*Problem to work on:* Below are records; report the number of lines among them that include the word "dtmax", and nothing further.

*Material supplied:*
=== Begin Enclosure ===
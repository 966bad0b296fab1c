//! Conic State Extrapolator (component C2): propagate a two-body Kepler
//! orbit forward by an arbitrary `dt` using a universal-variable solver,
//! with a warm-started initial guess reused across calls since this sits
//! in UPFG's inner loop (spec section 4.2).
//!
//! No teacher file implements a universal-variable Kepler solver directly
//! — the closest analogue is the bounded Newton iteration in
//! `physics/orbital.rs::mean_to_eccentric_anomaly` (fixed iteration cap,
//! early-exit on convergence). This routine follows that same defensive
//! shape, generalized from the mean/eccentric-anomaly special case to the
//! universal-variable formulation that works for elliptic, parabolic, and
//! hyperbolic conics alike.

use crate::error::CoreError;
use nalgebra as na;

/// Maximum number of safeguarded Newton iterations (spec: imax = 10).
const IMAX: usize = 10;
/// Number of terms kept in the truncated Stumpff power series (spec: USS, k=10).
const USS_TERMS: usize = 10;
/// Convergence tolerance on reduced-unit time-of-flight.
const TOL: f64 = 1e-6;
/// Floor applied to any divisor to avoid singularities (spec section 4.2).
const MIN_DENOM: f64 = 1e-6;

/// The small warm-start record carried between calls, embedded directly in
/// `UPFGState` rather than kept in a process-wide map (per the design
/// notes): `{dtcp, xcp, A, D, E}`.
#[derive(Debug, Clone, Copy, PartialEq)]
pub struct CseWarmStart {
    /// Time-of-flight (reduced units) at the last converged solve.
    pub dtcp: f64,
    /// Universal anomaly chi (reduced units) at the last converged solve.
    pub xcp: f64,
    /// alpha = 1/a (reduced units) at the last converged solve.
    pub a: f64,
    /// Stumpff c(z) at the last converged solve (diagnostic / reseed value).
    pub d: f64,
    /// Stumpff s(z) at the last converged solve (diagnostic / reseed value).
    pub e: f64,
}

impl Default for CseWarmStart {
    fn default() -> Self {
        CseWarmStart {
            dtcp: 0.0,
            xcp: 0.0,
            a: 0.0,
            d: 0.5,
            e: 1.0 / 6.0,
        }
    }
}

fn clamp_denom(x: f64) -> f64 {
    if x.abs() < MIN_DENOM {
        if x.is_sign_negative() {
            -MIN_DENOM
        } else {
            MIN_DENOM
        }
    } else {
        x
    }
}

/// Universal Stumpff-series evaluation (USS): returns `(c(z), s(z))`.
/// Uses the closed trig/hyperbolic form away from `z = 0`, and the
/// truncated `USS_TERMS`-term power series near `z = 0` where the closed
/// form loses precision to cancellation.
fn uss(z: f64) -> (f64, f64) {
    if z.abs() < 1e-3 {
        // Truncated series: c = sum (-z)^k / (2k+2)!, s = sum (-z)^k / (2k+3)!
        let mut c = 0.0;
        let mut s = 0.0;
        let mut fact_c = 2.0;
        let mut fact_s = 6.0;
        let mut neg_z_pow = 1.0;
        for k in 0..USS_TERMS {
            c += neg_z_pow / fact_c;
            s += neg_z_pow / fact_s;
            neg_z_pow *= -z;
            let kf = k as f64;
            fact_c *= (2.0 * kf + 3.0) * (2.0 * kf + 4.0);
            fact_s *= (2.0 * kf + 4.0) * (2.0 * kf + 5.0);
        }
        (c, s)
    } else if z > 0.0 {
        let sz = z.sqrt();
        ((1.0 - sz.cos()) / z, (sz - sz.sin()) / sz.powi(3))
    } else {
        let sz = (-z).sqrt();
        ((1.0 - sz.cosh()) / z, (sz.sinh() - sz) / sz.powi(3))
    }
}

/// Time-of-flight (reduced units, mu = 1) as a function of universal
/// anomaly `chi`, plus its derivative w.r.t. `chi` (KTTI).
fn ktti(chi: f64, alpha: f64, r0: f64, vr0: f64) -> (f64, f64, f64, f64) {
    let z = alpha * chi * chi;
    let (c, s) = uss(z);
    let t = chi * chi * chi * s + vr0 * chi * chi * c + r0 * chi * (1.0 - z * s);
    let r_chi = chi * chi * c + vr0 * chi * (1.0 - z * s) + r0 * (1.0 - z * c);
    (t, clamp_denom(r_chi), c, s)
}

/// Propagate `(r0, v0)` forward by `dt` under two-body gravity with
/// parameter `mu`, reusing `warm` as an initial guess and overwriting it
/// with the new converged values. Pure/deterministic in `(r0, v0, dt, mu)`
/// — the warm start only seeds the iteration, it never changes the
/// converged answer.
pub fn propagate(
    r0: &na::Vector3<f64>,
    v0: &na::Vector3<f64>,
    dt: f64,
    mu: f64,
    warm: &mut CseWarmStart,
) -> Result<(na::Vector3<f64>, na::Vector3<f64>), CoreError> {
    let r0_mag = r0.magnitude();
    if r0_mag < 1e-9 || mu <= 0.0 {
        return Err(CoreError::Singularity(
            "CSE called with a zero position vector or mu <= 0".into(),
        ));
    }
    if dt == 0.0 {
        return Ok((*r0, *v0));
    }

    // Step 1: normalize to reduced units.
    let ru = r0_mag;
    let tu = (ru * ru * ru / mu).sqrt();
    let r0n = r0 / ru;
    let v0n = v0 * (tu / ru);
    let dtn = dt / tu;

    let r0n_mag = r0n.magnitude(); // == 1.0 by construction
    let vr0n = r0n.dot(&v0n) / r0n_mag;
    let v0n_mag = v0n.magnitude();
    let alpha = 2.0 / r0n_mag - v0n_mag * v0n_mag; // mu_n = 1

    // Step 2: initial guess, warm-started when the regime still matches.
    let mut x = if warm.a.abs() > 1e-9 && warm.a.signum() == alpha.signum() && warm.xcp != 0.0 {
        warm.xcp * (dtn / clamp_denom(warm.dtcp)).max(0.1).min(10.0)
    } else if alpha > 1e-6 {
        dtn * alpha
    } else if alpha < -1e-6 {
        dtn.signum() * (-1.0 / alpha).sqrt()
    } else {
        dtn / r0n_mag
    };

    // Bracket {xmin, xmax, dtmin, dtmax} so Delta-t is always bracketed.
    let f0 = dtn.signum();
    let mut xmin;
    let mut xmax;
    let mut dtmin;
    let mut dtmax;
    if alpha > 1e-9 {
        // Elliptic: one full revolution bounds the anomaly.
        let period = 2.0 * crate::constants::PI / alpha.powf(1.5);
        xmin = -period.sqrt();
        xmax = period.sqrt();
        dtmin = ktti(xmin, alpha, r0n_mag, vr0n).0;
        dtmax = ktti(xmax, alpha, r0n_mag, vr0n).0;
    } else {
        // Parabolic/hyperbolic: double the bracket until it spans dt.
        xmin = 0.0;
        xmax = f0.max(1e-3) * 1.0;
        dtmin = 0.0;
        dtmax = ktti(xmax, alpha, r0n_mag, vr0n).0;
        let mut guard = 0;
        while (dtmax - dtn) * f0 < 0.0 && guard < 60 {
            xmax *= 2.0;
            dtmax = ktti(xmax, alpha, r0n_mag, vr0n).0;
            guard += 1;
        }
        if f0 < 0.0 {
            std::mem::swap(&mut xmin, &mut xmax);
            std::mem::swap(&mut dtmin, &mut dtmax);
        }
    }
    x = x.clamp(xmin.min(xmax), xmin.max(xmax));

    // Step 3: safeguarded Newton / bisection iteration (KIL/SI), capped at IMAX.
    let mut c = 0.5;
    let mut s = 1.0 / 6.0;
    let mut converged_chi = x;
    let mut converged = false;
    for _ in 0..IMAX {
        let (t_guess, r_chi, cc, ss) = ktti(x, alpha, r0n_mag, vr0n);
        c = cc;
        s = ss;
        let residual = t_guess - dtn;
        if residual.abs() < TOL {
            converged_chi = x;
            converged = true;
            break;
        }
        if (t_guess - dtn) * f0 > 0.0 {
            xmax = x;
        } else {
            xmin = x;
        }

        let newton_step = x - residual / r_chi;
        let lo = xmin.min(xmax);
        let hi = xmin.max(xmax);
        x = if newton_step > lo && newton_step < hi {
            newton_step
        } else {
            0.5 * (xmin + xmax)
        };
        converged_chi = x;
    }

    if !converged {
        return Err(CoreError::Singularity(format!(
            "CSE failed to converge within {IMAX} iterations (dt={dt}, alpha={alpha})"
        )));
    }

    // Step 5: reconstruct (r, v) via f, g, fdot, gdot.
    let chi = converged_chi;
    let z = alpha * chi * chi;
    let f = 1.0 - (chi * chi / r0n_mag) * c;
    let g = dtn - (chi * chi * chi) * s;
    let r_new_n = f * r0n + g * v0n;
    let r_new_mag = clamp_denom(r_new_n.magnitude());
    let gdot = 1.0 - (chi * chi / r_new_mag) * c;
    let fdot = (chi / (r0n_mag * r_new_mag)) * (z * s - 1.0);
    let v_new_n = fdot * r0n + gdot * v0n;

    warm.dtcp = dtn;
    warm.xcp = chi;
    warm.a = alpha;
    warm.d = c;
    warm.e = s;

    Ok((r_new_n * ru, v_new_n * (ru / tu)))
}

#[cfg(test)]
mod tests {
    use super::*;
    use crate::constants::MU;
    use approx::assert_abs_diff_eq;

    fn leo_state() -> (na::Vector3<f64>, na::Vector3<f64>) {
        let r = na::Vector3::new(6_700_000.0, 0.0, 0.0);
        let v = na::Vector3::new(0.0, 7_700.0, 150.0);
        (r, v)
    }

    #[test]
    fn zero_dt_is_identity() {
        let (r, v) = leo_state();
        let mut warm = CseWarmStart::default();
        let (r2, v2) = propagate(&r, &v, 0.0, MU, &mut warm).unwrap();
        assert_abs_diff_eq!(r2, r, epsilon = 1e-3);
        assert_abs_diff_eq!(v2, v, epsilon = 1e-3);
    }

    #[test]
    fn propagation_is_deterministic() {
        let (r, v) = leo_state();
        let mut warm_a = CseWarmStart::default();
        let mut warm_b = CseWarmStart::default();
        let (r1, v1) = propagate(&r, &v, 900.0, MU, &mut warm_a).unwrap();
        let (r2, v2) = propagate(&r, &v, 900.0, MU, &mut warm_b).unwrap();
        assert_abs_diff_eq!(r1, r2, epsilon = 1e-9);
        assert_abs_diff_eq!(v1, v2, epsilon = 1e-9);
    }

    #[test]
    fn energy_is_conserved_across_propagation() {
        let (r, v) = leo_state();
        let mut warm = CseWarmStart::default();
        let energy0 = 0.5 * v.dot(&v) - MU / r.magnitude();
        let (r2, v2) = propagate(&r, &v, 1800.0, MU, &mut warm).unwrap();
        let energy1 = 0.5 * v2.dot(&v2) - MU / r2.magnitude();
        let rel_err = (energy1 - energy0).abs() / energy0.abs();
        assert!(rel_err < 1e-4, "specific energy drifted: {rel_err}");
    }

    #[test]
    fn rejects_zero_position() {
        let mut warm = CseWarmStart::default();
        let result = propagate(
            &na::Vector3::zeros(),
            &na::Vector3::new(1.0, 0.0, 0.0),
            10.0,
            MU,
            &mut warm,
        );
        assert!(result.is_err());
    }

    #[test]
    fn warm_start_does_not_change_converged_answer() {
        let (r, v) = leo_state();
        let mut cold = CseWarmStart::default();
        let (r_cold, v_cold) = propagate(&r, &v, 600.0, MU, &mut cold).unwrap();

        let mut seeded = CseWarmStart {
            dtcp: 100.0,
            xcp: 0.2,
            a: cold.a,
            d: 0.5,
            e: 1.0 / 6.0,
        };
        let (r_warm, v_warm) = propagate(&r, &v, 600.0, MU, &mut seeded).unwrap();
        assert_abs_diff_eq!(r_cold, r_warm, epsilon = 1.0);
        assert_abs_diff_eq!(v_cold, v_warm, epsilon = 1e-2);
    }

    #[test]
    fn energy_conservation_holds_across_randomized_states() {
        use rand::{Rng, SeedableRng};
        let mut rng = rand::rngs::StdRng::seed_from_u64(42);
        for _ in 0..20 {
            let r_mag: f64 = rng.gen_range(6.6e6..4.2e7);
            let speed_frac: f64 = rng.gen_range(0.5..1.3); // fraction of local circular speed
            let r = na::Vector3::new(r_mag, 0.0, 0.0);
            let v_circ = (MU / r_mag).sqrt();
            let v = na::Vector3::new(0.0, v_circ * speed_frac, v_circ * 0.1);

            let mut warm = CseWarmStart::default();
            let energy0 = 0.5 * v.dot(&v) - MU / r.magnitude();
            let dt: f64 = rng.gen_range(10.0..2000.0);
            let (r2, v2) = propagate(&r, &v, dt, MU, &mut warm).unwrap();
            let energy1 = 0.5 * v2.dot(&v2) - MU / r2.magnitude();
            let rel_err = (energy1 - energy0).abs() / energy0.abs();
            assert!(rel_err < 1e-3, "energy drifted {rel_err} for r={r_mag} dt={dt}");
        }
    }
}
=== End Enclosure ===
*Solution to this task:* 7